Legitimidade, Democracia e o necessário respeito à vontade das Urnas
As vozes contrárias ao processo de impeachment da Presidente Dilma Rousseff costumam argumentar com a necessidade, em uma democracia, do respeito à vontade das urnas. É uma daquelas frases contra as quais é difícil se opor sem parecer atacar um valor fundamental e inquestionável.
A verdadeira questão, todavia, não me parece ser o respeito à vontade das urnas devido ou não, mas antes disso, identificar as vontades que elas manifestam.
Não é fácil conceituar democracia, e os trabalhos de autores como Dahl, Hirst, Kelsen, Goyard-Fabre, Bobbio, Sartori e Canotilho não deixam dúvidas quanto ao tamanho do desafio. A dificuldade em afirmar o que democracia é, por outro lado, ajuda a mostrar com clareza o quão simplista, para não dizer simplória, é a pretensão de reduzir o instituto ao mero resultado numérico das eleições. Não raramente a análise apenas do número de votos obtidos pelos vencedores pode esconder discussões mais profundas.
O Professor inglês Paul Hirst adverte que “a vitória eleitoral permite silenciar outras exigências ligadas à disputa política, à pressão pública e à obrigação de prestar contas; permite ao governo ignorar contestações à sua autoridade, as quais podem de fato ser necessárias para que ele se torne mais eficiente e fiscalizável”

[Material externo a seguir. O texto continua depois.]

//! Live subscription registry and fan-out.
//!
//! The registry maps connections to their subscription filter sets.
//! Mutations take the write lock; delivery takes the read lock and walks
//! every live subscription. A full or closed outbound queue drops the
//! whole connection rather than blocking the fan-out.

use std::collections::HashMap;
use std::sync::{Arc, RwLock};

use serde_json::json;
use tokio::sync::{mpsc, Notify};
use tracing::warn;

use crate::acl::Acl;
use crate::event::filter::Filter;
use crate::event::{Event, Pubkey};

use super::connection::Outbound;

pub type ConnId = u64;

/// Live subscriptions one connection may hold at a time.
pub const MAX_SUBS_PER_CONN: usize = 64;

struct ConnEntry {
    tx: mpsc::Sender<Outbound>,
    kill: Arc<Notify>,
    authed: Option<Pubkey>,
    subs: HashMap<String, Vec<Filter>>,
}

pub struct Publisher {
    acl: Arc<Acl>,
    conns: RwLock<HashMap<ConnId, ConnEntry>>,
}

impl Publisher {
    pub fn new(acl: Arc<Acl>) -> Self {
        Publisher {
            acl,
            conns: RwLock::new(HashMap::new()),
        }
    }

    /// Start the fan-out task; events admitted to the store are queued on
    /// the returned channel and delivered in admission order.
    pub fn start(self: &Arc<Self>) -> mpsc::Sender<Event> {
        let (tx, mut rx) = mpsc::channel::<Event>(1024);
        let publisher = Arc::clone(self);
        tokio::spawn(async move {
            while let Some(event) = rx.recv().await {
                publisher.deliver(&event);
            }
        });
        tx
    }

    /// Track a freshly accepted connection.
    pub fn attach(&self, conn_id: ConnId, tx: mpsc::Sender<Outbound>, kill: Arc<Notify>) {
        let mut conns = self.conns.write().expect("publisher lock poisoned");
        conns.insert(
            conn_id,
            ConnEntry {
                tx,
                kill,
                authed: None,
                subs: HashMap::new(),
            },
        );
    }

    /// Record a successful AUTH on the connection.
    pub fn set_authed(&self, conn_id: ConnId, pubkey: Pubkey) {
        let mut conns = self.conns.write().expect("publisher lock poisoned");
        if let Some(entry) = conns.get_mut(&conn_id) {
            entry.authed = Some(pubkey);
        }
    }

    /// Register (or replace) a live subscription. Returns false when the
    /// connection is at its subscription cap (replacements always fit).
    pub fn register(&self, conn_id: ConnId, sub_id: String, filters: Vec<Filter>) -> bool {
        let mut conns = self.conns.write().expect("publisher lock poisoned");
        let Some(entry) = conns.get_mut(&conn_id) else {
            return false;
        };
        if entry.subs.len() >= MAX_SUBS_PER_CONN && !entry.subs.contains_key(&sub_id) {
            return false;
        }
        entry.subs.insert(sub_id, filters);
        true
    }

    /// Forget one subscription; idempotent.
    pub fn unregister(&self, conn_id: ConnId, sub_id: &str) {
        let mut conns = self.conns.write().expect("publisher lock poisoned");
        if let Some(entry) = conns.get_mut(&conn_id) {
            entry.subs.remove(sub_id);
        }
    }

    /// Forget a connection and all of its subscriptions; idempotent.
    pub fn drop_connection(&self, conn_id: ConnId) {
        let mut conns = self.conns.write().expect("publisher lock poisoned");
        conns.remove(&conn_id);
    }

    /// Fan an admitted event out to every matching live subscription.
    pub fn deliver(&self, event: &Event) {
        let event_value = match serde_json::to_value(event) {
            Ok(value) => value,
            Err(e) => {
                warn!(error = %e, "unserializable event dropped from fan-out");
                return;
            }
        };

        let mut dead = Vec::new();
        {
            let conns = self.conns.read().expect("publisher lock poisoned");
            for (conn_id, entry) in conns.iter() {
                if !self.acl.can_view(event, entry.authed.as_ref()) {
                    continue;
                }
                for (sub_id, filters) in &entry.subs {
                    if !filters.iter().any(|f| f.matches(event)) {
                        continue;
                    }
                    let frame = json!(["EVENT", sub_id, event_value.clone()]).to_string();
                    if entry.tx.try_send(Outbound::Frame(frame)).is_err() {
                        // Slow or gone; drop the whole connection rather
                        // than stall the fan-out.
                        dead.push(*conn_id);
                        break;
                    }
                }
            }
        }

        if !dead.is_empty() {
            let mut conns = self.conns.write().expect("publisher lock poisoned");
            for conn_id in dead {
                if let Some(entry) = conns.remove(&conn_id) {
                    entry.kill.notify_one();
                    warn!(conn_id, "dropped slow subscriber");
                }
            }
        }
    }

    /// Number of live subscriptions across all connections.
    pub fn subscription_count(&self) -> usize {
        let conns = self.conns.read().expect("publisher lock poisoned");
        conns.values().map(|entry| entry.subs.len()).sum()
    }
}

O Mestre Italiano Norberto Bobbio destaca outro ponto, afirmando que “para uma definição mínima de democracia, como é a que aceito, não bastam nem a atribuição a um elevado número de cidadãos do direito de participar direta ou indiretamente da tomada de decisões coletivas, nem a existência de regras de procedimento como a da maioria (ou, no limite, da unanimidade). É indispensável uma terceira condição: é preciso que aqueles que são chamados a decidir ou a eleger os que deverão decidir sejam colocados diante de alternativas reais e postos em condição de poder escolher entre uma e outra”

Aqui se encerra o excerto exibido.